This Christmas was hard, really hard. I’d wanted to celebrate Gus’s first Christmas in style, but nothing went to plan.
I was exhausted from the never ending roller coaster ride that was Christmas in reception class for Herbie, with Superhero Dress Up Day, three Nativity performances (two in one day), a Christmas Fair for which cakes needed to be provided for a mufti day, a Secret Santa and grotto, festive Stay and Play, Christmas jumper day, Christmas dinner and a church carol service.
Gus then had a cold and as well as still not ever having slept through, he was now waking every couple of hours because he couldn’t breathe and wouldn’t settle in his cot so had to be brought into bed, which meant no-one got any sleep because we were all paranoid about how safe this was. Exhaustion trumped the fear.

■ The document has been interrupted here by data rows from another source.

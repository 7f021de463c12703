mod client;
mod commands;
mod config;

use clap::{Parser, Subcommand};
use client::LeadSourceClient;
use commands::FilterArgs;
use contracts::dashboards::d400_lead_report::source::request_url;
use contracts::dashboards::d400_lead_report::RecordStore;
use std::path::PathBuf;

#[derive(Parser)]
#[command(version, about = "Lead report over the sheet data source")]
struct Cli {
    /// Data source endpoint, overrides config.toml
    #[arg(long, global = true)]
    url: Option<String>,
    /// Path to config.toml
    #[arg(long, global = true)]
    config: Option<PathBuf>,
    #[command(subcommand)]
    command: Commands,
}

#[derive(Subcommand)]
enum Commands {
    /// Status counts and branch distribution
    Summary {
        #[command(flatten)]
        filters: FilterArgs,
    },
    /// Status -> branch -> sector drill-down
    Drill {
        /// "Total", "Interested", "Follow-up", "Not Interested", ...
        status: String,
        /// Branch row to open
        into_branch: Option<String>,
        /// Sector row to open (requires a branch)
        into_sector: Option<String>,
        #[command(flatten)]
        filters: FilterArgs,
    },
    /// Write the filtered leads to a CSV file
    Export {
        #[arg(long, default_value = ".")]
        out_dir: PathBuf,
        #[command(flatten)]
        filters: FilterArgs,
    },
}

#[tokio::main]
async fn main() -> anyhow::Result<()> {
    init_tracing()?;

    let cli = Cli::parse();
    let settings = config::load_settings(cli.config.as_deref())?;
    let url = match &cli.url {
        Some(base) => request_url(base, &settings.data_source.action),
        None => settings.request_url(),
    };
    let dates = settings.date_reader();

    let client = LeadSourceClient::new(url)?;
    tracing::info!("Fetching leads from {}", client.url());
    let records = client.fetch_leads().await?;
    let store = RecordStore::new(records);
    tracing::info!(
        "Loaded {} lead records (status field: {})",
        store.len(),
        store.schema().status_key()
    );

    match &cli.command {
        Commands::Summary { filters } => {
            print!("{}", commands::summary(&store, &filters.selection()?, &dates));
        }
        Commands::Drill {
            status,
            into_branch,
            into_sector,
            filters,
        } => {
            let report = commands::drill(
                &store,
                &filters.selection()?,
                &dates,
                status,
                into_branch.as_deref(),
                into_sector.as_deref(),
            )?;
            print!("{}", report);
        }
        Commands::Export { out_dir, filters } => {
            match commands::export(
                &store,
                &filters.selection()?,
                &dates,
                &settings.export.file_prefix,
                out_dir,
            )? {
                Some(path) => println!("{}", path.display()),
                None => tracing::warn!("Nothing to export: no leads match the filters"),
            }
        }
    }

    Ok(())
}

fn init_tracing() -> anyhow::Result<()> {
    use tracing_subscriber::{layer::SubscriberExt, util::SubscriberInitExt};

    let log_dir = std::path::Path::new("target").join("logs");
    std::fs::create_dir_all(&log_dir)?;

    let log_file = std::fs::OpenOptions::new()
        .create(true)
        .append(true)
        .open(log_dir.join("lead-report.log"))?;

    tracing_subscriber::registry()
        .with(tracing_subscriber::EnvFilter::new(
            std::env::var("RUST_LOG").unwrap_or_else(|_| "info,reqwest=warn,hyper=warn".into()),
        ))
        .with(tracing_subscriber::fmt::layer().with_writer(std::io::stderr))
        .with(
            tracing_subscriber::fmt::layer()
                .with_writer(std::sync::Arc::new(log_file))
                .with_ansi(false),
        )
        .init();
    Ok(())
}
pub mod app;
pub mod dashboards;
pub mod shared;

use wasm_bindgen::prelude::wasm_bindgen;

#[wasm_bindgen]
pub fn hydrate() {
    // initializes logging using the `log` crate
    _ = console_log::init_with_level(log::Level::Debug);
    console_error_panic_hook::set_once();

    leptos::mount::mount_to_body(app::App);
}

#[wasm_bindgen(start)]
pub fn start() {
    hydrate();
}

Christmas Day came and I was ill, which lasted til New Year’s Day, and hit me like a steam roller the day before New Year’s Eve with plans cancelled.
I felt a huge pressure to be very, very happy, which was unrealistic and the whole thing had a stressful buildup with a side serving of anti-climax.
Gus’s main present was a bubble machine, which turned out to be a cheap Chinese knock off from Amazon that burnt through six Duracel batteries in three days and intermittently burped out the occasional bubble before grinding to a halt – exactly how I felt.
We bought far too much food for the four of us and were stuck in the house eating endless leftovers as the rain never abated.
I felt guilty I couldn’t do much with Herbie and paranoid Gus was going to get my sky high fever. In fact, he ended up with infections in both ears and an extremely sore throat, which meant he couldn’t be put down without crying.
Next year, I wish to celebrate Christmas a month later, when there is no expectation, everything is cheaper and there’s no competition about who is having the best time.
Image from Pixabay
2 thoughts on “Christmas stress”
Is there really a competition amongst people as to who is having a better time or does social media just force that upon people?
I think it’s more that social media makes you feel that way, as obviously people like to present their best selves. But social media can also be good for opening up about when things aren’t going well too.